Threats of Violence: When Are They All Right?
As you're aware, but most of America is not, Scott Walker and the other Wisconsin Republicans who have curbed union "rights"--which are now civil rights or human rights according to lefties--have received death threats directed not only at them, but also at their families. In one instance, a leftist agitator called in a bomb threat at an aviation business where Scott Walker had just given an address on business prospects in Wisconsin. Numerous photographs and videos bear witness to the signs comparing Governor Walker to Mubarak and Hitler.
Wisconsin police and firefighters are among those who have called on a variety of businesses either to denounce the legislation or to face boycotts. Meanwhile--I know that the comparison is growing tired, but it's so clearly illustrative of leftist objectivity that it needs to be stated repeatedly--there is in the MFM, so solicitous of politicians' welfare regarding imagined rhetorical violence among Tea Partiers, Palinites and the like, a virtual blackout on any discussion of these actual threats. To employ the tactics of those promising boycotts in Wisconsin, I call on all union houses and their supporters specifically to denounce the threats of unions and their supporters or face boycotts themselves. What? Nothing?
Even when I was in high school, there was something already seedy about Madison's radicalism. There was a great nostalgia for the heady days of the '60s, the sit-ins and demonstrations and the generational sense of self-importance. What became of this self-proclaimed "greatest generation" is largely what ails this country at this time. Tuning in, turning on and dropping out turns out not to have been a very effective way of dealing with life, after all. A more conceited and selfish generation of Americans there has never been.

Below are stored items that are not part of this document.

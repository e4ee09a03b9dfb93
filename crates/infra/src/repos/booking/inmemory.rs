use super::{IBookingRepo, InsertBookingError};
use crate::repos::shared::{inmemory_repo::*, query_structs::BookingQuery, repo::DeleteResult};
use futures::stream::{self, BoxStream, StreamExt};
use practice_booking_domain::{Booking, BookingStatus, ReminderWindow, UrgentMessage, ID};
use std::sync::Mutex;

pub struct InMemoryBookingRepo {
    bookings: Mutex<Vec<Booking>>,
}

impl InMemoryBookingRepo {
    pub fn new() -> Self {
        Self {
            bookings: Mutex::new(Vec::new()),
        }
    }
}

fn matches_query(booking: &Booking, query: &BookingQuery) -> bool {
    if let Some(statuses) = &query.statuses {
        if !statuses.contains(&booking.status) {
            return false;
        }
    }
    if let Some(from) = query.date_from {
        if booking.date < from {
            return false;
        }
    }
    if let Some(to) = query.date_to {
        if booking.date > to {
            return false;
        }
    }
    match &query.user_id {
        Some(user_id) => booking.user_id.as_ref() == Some(user_id),
        None => true,
    }
}

#[async_trait::async_trait]
impl IBookingRepo for InMemoryBookingRepo {
    async fn insert(&self, booking: &Booking) -> Result<(), InsertBookingError> {
        // Check and insert under one lock, like a unique index would
        let mut bookings = self.bookings.lock().unwrap();
        if let Some(external_id) = &booking.external_id {
            if bookings
                .iter()
                .any(|b| b.external_id.as_ref() == Some(external_id))
            {
                return Err(InsertBookingError::DuplicateExternalId(
                    external_id.clone(),
                ));
            }
        }
        bookings.push(booking.clone());
        Ok(())
    }

    async fn find(&self, booking_id: &ID) -> Option<Booking> {
        find(booking_id, &self.bookings)
    }

    async fn find_by_external_id(&self, external_id: &str) -> Option<Booking> {
        find_by(&self.bookings, |b| {
            b.external_id.as_deref() == Some(external_id)
        })
        .into_iter()
        .next()
    }

    fn stream(&self, query: BookingQuery) -> BoxStream<'_, anyhow::Result<Booking>> {
        let mut bookings = find_by(&self.bookings, |b| matches_query(b, &query));
        bookings.sort_by(|b1, b2| (b1.date, b1.time).cmp(&(b2.date, b2.time)));
        if query.descending {
            bookings.reverse();
        }
        stream::iter(bookings.into_iter().map(Ok)).boxed()
    }

    async fn update_status(
        &self,
        booking_id: &ID,
        expected: BookingStatus,
        new: BookingStatus,
        updated: i64,
    ) -> anyhow::Result<bool> {
        let applied = update_one(booking_id, &self.bookings, |booking| {
            if booking.status != expected {
                return false;
            }
            booking.status = new;
            booking.updated = updated;
            true
        });
        Ok(applied.unwrap_or(false))
    }

    async fn set_reminder_marker(
        &self,
        booking_id: &ID,
        window: ReminderWindow,
        at: i64,
    ) -> anyhow::Result<bool> {
        let flipped = update_one(booking_id, &self.bookings, |booking| {
            booking.reminders.mark(window, at)
        });
        Ok(flipped.unwrap_or(false))
    }

    async fn append_urgent_message(
        &self,
        booking_id: &ID,
        message: &UrgentMessage,
        updated: i64,
    ) -> anyhow::Result<bool> {
        let appended = update_one(booking_id, &self.bookings, |booking| {
            booking.urgent_messages.push(message.clone());
            booking.updated = updated;
        });
        Ok(appended.is_some())
    }

    async fn save_synced_fields(&self, synced: &Booking) -> anyhow::Result<()> {
        update_one(&synced.id, &self.bookings, |booking| {
            let reminders = booking.reminders.clone();
            let urgent_messages = std::mem::take(&mut booking.urgent_messages);
            let created = booking.created;
            let user_id = booking.user_id.clone();
            let source = booking.source;
            *booking = synced.clone();
            booking.reminders = reminders;
            booking.urgent_messages = urgent_messages;
            booking.created = created;
            booking.user_id = user_id;
            booking.source = source;
        });
        Ok(())
    }

    async fn delete(&self, booking_id: &ID) -> Option<Booking> {
        delete(booking_id, &self.bookings)
    }

    async fn delete_by_user(&self, user_id: &ID) -> anyhow::Result<DeleteResult> {
        Ok(delete_by(&self.bookings, |b| b.user_id.as_ref() == Some(user_id)))
    }
}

It flatters their vanity to think that collective bargaining "rights" are the equivalent of what disenfranchised Egyptians endured under Mubarak, and in their self-pitying romanticism they think that theirs is the American equivalent of the demonstrations in Tahrir Square (minus the shooting and batons). Many of them in their bravado believe that this is something desirable, and there are no end of Marxist idiots with megaphones who will flatter them that it is so, to cheer them on with their infantile polemics.
So, is this all right?
On Friday, in its continuing attempt to hand over the American workplace to union bosses at all costs, the union-controlled National Labor Relations Board has thrown employees’ rights under the bus once again. This time, however, the NLRB’s obedience to union bosses could cause employees to get hurt...
Under the National Labor Relations Act, employees are presumably free to choose to unionize or not to unionize free from coercion or interference. In previous cases, the National Labor Relations Board had considered threats (even by third parties) enough cause for an election to be overturned. This was the case even recently...
...Unbelievably, on Friday, the union-controlled NLRB ruled that threats of physical violence by pro-union supporters is not coercive.
It's no exaggeration to say that this decision is sociopathy in its purest form. Moreover:
By contrast, Shuler notes "Wisconsin years ago passed" a mandate for labor education within its schools. "That's why the students came with their teachers," she said about the ongoing protests in Madison against right wing GOP Gov. Scott Walker's moves to strip 200,000 state and local workers of collective bargaining rights.
"High school is too late" to educate students about unions and workers, says Shuler, the daughter of union parents in Oregon who joined the International Brotherhood of Electrical Workers as an activist and organizer after college. "We need to get into the elementary schools."
Obviously, when one considers the primary function of education to be political indoctrination rather than the content of math, language, science, this is so. The sociologists--the most godforsaken racket of dullards in all of academia, along with their certifying enablers in "education"--are firmly in charge of the agenda.
Meanwhile, Wisconsin's Secretary of State, Doug LaFollette, is holding on to the Governor's legislation as long as he's legally allowed, to provide the unions more time to negotiate favorable contracts with local officials and to screw the taxpayers of Wisconsin one more time.
And why shouldn't he? Students and unions were permitted to occupy the Capitol building against a court order. Teachers took high school students out of school to demonstrate with them, though there are laws on the books against truancy. Democratic State Senators flouted their constitutional duties. Police demonstrated on the side of lawbreakers.
Now the unions and their allies want to recall as many Republicans as they can. That is their right. It is not their right, however, to try to intimidate their opponents who wish to do the same thing to Democrats, or to tear up their petitions, or to threaten violence at the locations where they plan to assemble.
Either the rules of engagement apply to everyone, or they apply to no one. Take your pick, peaceable lefties.